病むほど君に依存してる
 私も瑠珂くんの動きに合わせてゆっくりと後退りをするけど、トンと壁にぶつかり、それ以上は後退りが出来ないことを知る。

 瑠珂くんはすぐそこまで迫って来ていて、とてもじゃないけど、逃げることは不可能……っぽいです。

 ついには私の目の前まで歩み寄ってきた瑠珂くんは、両腕を私に向かって伸ばしてきて……恐怖のあまりにギュッと目をつむった瞬間――。


 ……えっ?


 ――自分の身体が、今までに感じたことのないようなあたたかさに包まれたことに気付く。

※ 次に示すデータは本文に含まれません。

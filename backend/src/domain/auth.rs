//! Authentication primitives such as login credentials.
//!
//! Keep inbound payload parsing outside the domain by exposing constructors
//! that validate string inputs before a handler talks to a model.

use std::fmt;

use zeroize::Zeroizing;

use super::user::{EmailAddress, UserValidationError};

/// Domain error returned when login payload values are invalid.
#[derive(Debug, Clone, PartialEq, Eq)]
pub enum CredentialValidationError {
    /// Email was missing or malformed.
    Email(UserValidationError),
    /// Password was blank.
    EmptyPassword,
}

impl fmt::Display for CredentialValidationError {
    fn fmt(&self, f: &mut fmt::Formatter<'_>) -> fmt::Result {
        match self {
            Self::Email(err) => write!(f, "{err}"),
            Self::EmptyPassword => write!(f, "password must not be empty"),
        }
    }
}

impl std::error::Error for CredentialValidationError {}

/// Validated login credentials used by the authentication flow.
///
/// ## Invariants
/// - `email` is normalised the same way the user model normalises it, so a
///   lookup by these credentials matches the stored record.
/// - `password` is required to be non-empty but retains caller-provided
///   whitespace to avoid surprising credential comparisons; the buffer is
///   zeroised on drop.
#[derive(Clone, PartialEq, Eq)]
pub struct Credentials {
    email: EmailAddress,
    password: Zeroizing<String>,
}

impl Credentials {
    /// Construct credentials from raw email/password inputs.
    pub fn try_from_parts(email: &str, password: &str) -> Result<Self, CredentialValidationError> {
        let email = EmailAddress::new(email).map_err(CredentialValidationError::Email)?;
        if password.is_empty() {
            return Err(CredentialValidationError::EmptyPassword);
        }
        Ok(Self {
            email,
            password: Zeroizing::new(password.to_owned()),
        })
    }

    /// Normalised email address suitable for user lookups.
    pub fn email(&self) -> &EmailAddress {
        &self.email
    }

    /// Password string provided by the caller.
    pub fn password(&self) -> &str {
        self.password.as_str()
    }
}

impl fmt::Debug for Credentials {
    fn fmt(&self, f: &mut fmt::Formatter<'_>) -> fmt::Result {
        f.debug_struct("Credentials")
            .field("email", &self.email)
            .field("password", &"[redacted]")
            .finish()
    }
}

 それにビックリして目を開けると……瑠珂くんは、私の身体を抱きしめていた。きつく、かたく……まるで、離れないように。

 抱きしめられているから、瑠珂くんの表情が分からないことに対して不安に思うけれど……私を抱きしめるその腕は力強いわりに優しくて。

 どう反応したらいいのか、分からなくなる。

 と、ととととりあえず……!私はどうして瑠珂くんに抱きしめられているのでしょうかっ?!

 そんな疑問が頭の中をグルグルと掻き混ぜていく最中、少し距離を離した瑠珂くんの右手が、指が、私の唇をなぞるように触れた。

 そんな右手の向こうに見える瑠珂くんの顔は無表情で……やっぱり、怖い。